Ashley Birkett, head of malaria vaccine development at Program for Appropriate Technology in Health (PATH), said the ultimate goal is to hit 80 or 90 percent efficacy and achieve a rate that can last several years, according to a statement by Gavi.
What FG plans
For now, the federal government says it expects the supply and administration of the vaccine for children to begin by the end of the first quarter of 2023. This is expected from the initial batch of donor commitment to distribute the vaccine to other African countries.
Perpetua Uhomoibhi, national coordinator of the National Malaria Elimination Programme told BusinessDay that the government had already set all processes in place to ensure that Nigeria would be among the first to receive the supply, which is expected to be limited due to initial high demand.
According to her, the government is already working with development partners to develop a framework that will guide the introduction of the vaccine.
Read also: World Malaria Day: Is malaria elimination achievable in Nigeria?
She said the vaccine would be integrated into the current childhood immunisation programme and administered to children from six months of age.
“We are already working with the National Primary Healthcare Development Agency and other key stakeholders like the World Health Organization to ensure that Nigeria has a roadmap.

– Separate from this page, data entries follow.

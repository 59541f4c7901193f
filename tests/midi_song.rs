use pretty_assertions::assert_eq;
use tickchart::{
    binary::encode_vlq,
    prelude::*,
    track::note::OPEN_LANE,
};

/// Appends events to an `MTrk` body with absolute ticks.
struct TrackBuilder {
    body: Vec<u8>,
    tick: u32,
}

impl TrackBuilder {
    fn new() -> Self {
        Self {
            body: Vec::new(),
            tick: 0,
        }
    }

    fn named(name: &str) -> Self {
        let mut track = Self::new();
        track.meta(0, 0x03, name.as_bytes());
        track
    }

    /// Raw bytes after the delta time, so a missing status byte exercises running status.
    fn raw(&mut self, tick: u32, bytes: &[u8]) -> &mut Self {
        self.body.extend(encode_vlq(tick - self.tick));
        self.body.extend_from_slice(bytes);
        self.tick = tick;
        self
    }

    fn meta(&mut self, tick: u32, kind: u8, data: &[u8]) -> &mut Self {
        let mut bytes = vec![0xFF, kind];
        bytes.extend(encode_vlq(data.len() as u32));
        bytes.extend_from_slice(data);
        self.raw(tick, &bytes)
    }

    fn text(&mut self, tick: u32, text: &str) -> &mut Self {
        self.meta(tick, 0x01, text.as_bytes())
    }

    fn on(&mut self, tick: u32, note: u8, velocity: u8) -> &mut Self {
        self.raw(tick, &[0x90, note, velocity])
    }

    fn off(&mut self, tick: u32, note: u8) -> &mut Self {
        self.raw(tick, &[0x80, note, 0x00])
    }

    fn sysex(&mut self, tick: u32, data: &[u8]) -> &mut Self {
        let mut bytes = vec![0xF0];
        bytes.extend(encode_vlq(data.len() as u32));
        bytes.extend_from_slice(data);
        self.raw(tick, &bytes)
    }

    fn build(&mut self) -> Vec<u8> {
        let tick = self.tick;
        self.meta(tick, 0x2F, &[]);
        let mut chunk = b"MTrk".to_vec();
        chunk.extend_from_slice(&(self.body.len() as u32).to_be_bytes());
        chunk.extend_from_slice(&self.body);
        chunk
    }
}

fn smf(tick_rate: u16, tracks: &[Vec<u8>]) -> Vec<u8> {
    let mut bytes = b"MThd".to_vec();
    bytes.extend_from_slice(&6u32.to_be_bytes());
    bytes.extend_from_slice(&1u16.to_be_bytes());
    bytes.extend_from_slice(&(tracks.len() as u16).to_be_bytes());
    bytes.extend_from_slice(&tick_rate.to_be_bytes());
    for track in tracks {
        bytes.extend_from_slice(track);
    }
    bytes
}

fn song() -> Vec<u8> {
    let sync = TrackBuilder::new()
        .meta(0, 0x51, &[0x07, 0xA1, 0x20])
        .meta(0, 0x58, &[0x04, 0x02, 0x18, 0x08])
        .meta(1920, 0x51, &[0x03, 0xD0, 0x90])
        .build();

    let events = TrackBuilder::named("EVENTS")
        .text(0, "[section Intro]")
        .text(0, "[music_start]")
        .build();

    let drums = TrackBuilder::named("PART DRUMS")
        .text(0, "[ENABLE_CHART_DYNAMICS]")
        .on(0, 97, 127)
        .raw(0, &[98, 1])
        .on(0, 110, 100)
        .off(480, 110)
        .on(480, 98, 100)
        .on(480, 95, 100)
        .on(480, 120, 100)
        .off(960, 120)
        .build();

    let guitar = TrackBuilder::named("PART GUITAR")
        .sysex(0, &[0x50, 0x53, 0x00, 0x00, 0x03, 0x01, 0x01, 0xF7])
        .on(0, 96, 100)
        .off(240, 96)
        .sysex(240, &[0x50, 0x53, 0x00, 0x00, 0x03, 0x01, 0x00, 0xF7])
        .on(480, 104, 100)
        .on(480, 97, 100)
        .off(720, 97)
        .off(720, 104)
        .build();

    let ghl = TrackBuilder::named("PART GUITAR GHL")
        .on(0, 98, 100)
        .off(60, 98)
        .build();

    let vocals = TrackBuilder::named("PART VOCALS")
        .on(0, 105, 100)
        .meta(0, 0x05, b"Sing")
        .on(0, 60, 100)
        .off(240, 60)
        .meta(240, 0x05, b"on+")
        .on(240, 62, 100)
        .text(300, "[tambourine_start]")
        .off(480, 62)
        .off(480, 105)
        .on(480, 116, 100)
        .off(720, 116)
        .build();

    smf(480, &[sync, events, drums, guitar, ghl, vocals])
}

#[test]
fn tempo_map() {
    let chart = SongChart::from_midi(&song(), &ParseSettings::default()).unwrap();
    let sync = &chart.sync;

    assert_eq!(sync.tick_rate(), 480);
    assert_eq!(sync.tempos().len(), 2);
    assert_eq!(sync.tempos()[1].micros_per_quarter, 250_000);
    assert_eq!(sync.tempos()[1].anchor, 2_000_000);
    assert!((sync.convert_to_seconds(2400) - 2.25).abs() < 1e-9);
    assert_eq!(sync.convert_to_ticks(2.25), 2400);
    assert_eq!(sync.time_sig_at(5000), TimeSig::new(4, 2));
}

#[test]
fn global_events_and_sections() {
    let chart = SongChart::from_midi(&song(), &ParseSettings::default()).unwrap();

    assert_eq!(chart.sections.get(&0).map(String::as_str), Some("Intro"));
    assert_eq!(
        chart.global_events.get(&0),
        Some(&vec!["[music_start]".to_owned()])
    );
}

#[test]
fn drums_dynamics_and_toms() {
    let chart = SongChart::from_midi(&song(), &ParseSettings::default()).unwrap();
    let expert = chart.drums.difficulty(Difficulty::Expert);

    assert_eq!(expert.notes.len(), 2);
    let first = expert.notes[0];
    assert_eq!(
        first.pads[1],
        Some(DrumPad {
            dynamics: Dynamics::Accent,
            cymbal: false,
        })
    );
    assert_eq!(
        first.pads[2],
        Some(DrumPad {
            dynamics: Dynamics::Ghost,
            cymbal: false,
        })
    );

    let second = expert.notes[1];
    assert_eq!(
        second.pads[2],
        Some(DrumPad {
            dynamics: Dynamics::Normal,
            cymbal: true,
        })
    );
    assert!(second.double_kick);
    assert_eq!(chart.drums_type, DrumsType::FourLane);

    let phrases: Vec<_> = chart
        .drums
        .phrases
        .iter()
        .flat_map(|(&tick, list)| list.iter().map(move |phrase| (tick, phrase.kind, phrase.length)))
        .collect();
    assert_eq!(
        phrases,
        vec![(480, SpecialPhraseType::DrumFill, Sustain::Closed(480))]
    );
}

#[test]
fn guitar_open_and_tap_switches() {
    let chart = SongChart::from_midi(&song(), &ParseSettings::default()).unwrap();
    let guitar = chart.fret_track(Instrument::Guitar).unwrap();
    let expert = guitar.difficulty(Difficulty::Expert);

    assert_eq!(expert.notes.len(), 2);
    assert_eq!(expert.notes[0].lane(OPEN_LANE), Some(Sustain::Closed(240)));
    assert_eq!(expert.notes[0].lane(1), None);
    assert_eq!(expert.notes[1].lane(2), Some(Sustain::Closed(240)));
    assert!(expert.notes[1].is_tap);
    assert_eq!(expert.notes[1].forcing, ForceState::Strum);
    assert!(guitar.difficulty(Difficulty::Hard).is_empty());
}

#[test]
fn six_fret_short_sustain_is_cut() {
    let chart = SongChart::from_midi(&song(), &ParseSettings::default()).unwrap();
    let ghl = chart.fret_track(Instrument::SixFretGuitar).unwrap();
    let note = ghl.difficulty(Difficulty::Expert).notes[0];

    assert_eq!(note.lane(4), Some(Sustain::Closed(0)));
    assert_eq!(note.lane_count(), 1);

    let tracks: Vec<_> = chart.fret_tracks().map(|(instrument, _)| instrument).collect();
    assert_eq!(tracks, vec![Instrument::Guitar, Instrument::SixFretGuitar]);
}

#[test]
fn sustain_cutoff_setting_overrides_default() {
    let settings = ParseSettings {
        sustain_cutoff_threshold: Some(0),
        ..ParseSettings::default()
    };
    let chart = SongChart::from_midi(&song(), &settings).unwrap();
    let ghl = chart.fret_track(Instrument::SixFretGuitar).unwrap();
    assert_eq!(
        ghl.difficulty(Difficulty::Expert).notes[0].lane(4),
        Some(Sustain::Closed(60))
    );
}

#[test]
fn data_byte_without_status_fails() {
    let broken = TrackBuilder::named("PART GUITAR").raw(0, &[96, 100]).build();
    let sync = TrackBuilder::new().build();
    let data = smf(480, &[sync, broken]);

    let error = SongChart::from_midi(&data, &ParseSettings::default()).unwrap_err();
    assert!(matches!(error, ReadError::MissingRunningStatus { .. }));
}

#[test]
fn bad_header_fails() {
    let mut data = smf(480, &[]);
    data[0] = b'X';
    let error = SongChart::from_midi(&data, &ParseSettings::default()).unwrap_err();
    assert!(matches!(
        error,
        ReadError::InvalidChunkTag {
            position: 0,
            expected: "MThd",
            ..
        }
    ));
}

#[test]
fn vocals_lyrics_and_lines() {
    let chart = SongChart::from_midi(&song(), &ParseSettings::default()).unwrap();
    let vocals = &chart.vocals;

    let notes: Vec<_> = vocals.notes.iter().map(|(&tick, note)| (tick, note.pitch, note.length)).collect();
    assert_eq!(
        notes,
        vec![(0, 60, Sustain::Closed(240)), (240, 62, Sustain::Closed(240))]
    );
    let lyrics: Vec<_> = vocals.lyrics.iter().map(|(&tick, text)| (tick, text.as_str())).collect();
    assert_eq!(lyrics, vec![(0, "Sing"), (240, "on+")]);
    let phrases: Vec<_> = vocals
        .phrases
        .iter()
        .flat_map(|(&tick, list)| list.iter().map(move |phrase| (tick, phrase.kind, phrase.length)))
        .collect();
    assert_eq!(
        phrases,
        vec![
            (0, SpecialPhraseType::LyricLine, Sustain::Closed(480)),
            (480, SpecialPhraseType::StarPower, Sustain::Closed(240)),
        ]
    );
    assert_eq!(
        vocals.events.get(&300),
        Some(&vec!["[tambourine_start]".to_owned()])
    );
}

The processes have started. We are about to start the assessment of the readiness of the country with our external partners and then draw a framework for the introduction of the vaccine,” Uhomoibhi said.
John Bawa, Africa lead, vaccine implementation at PATH, disclosed recently at a webinar, organised by the African Media and Malaria Research Network, that the Gavi application window for the vaccine may close in September 2022.
He said the patent transfer had been made between GSK and Biotech of India, which is the largest vaccine manufacturer in the world for prompt manufacturing of the vaccine, to meet the demand.
The Gavi, the Vaccine Alliance has also secured more than $155 million to support the introduction, procurement and delivery of the malaria vaccine for Gavi-eligible countries in sub-Saharan Africa. At least four countries have officially expressed interest in vaccines including Nigeria.
Based on the WHO’s estimate, the malaria vaccine can significantly reduce child illness and death from malaria, and save an additional 80 000 African children annually.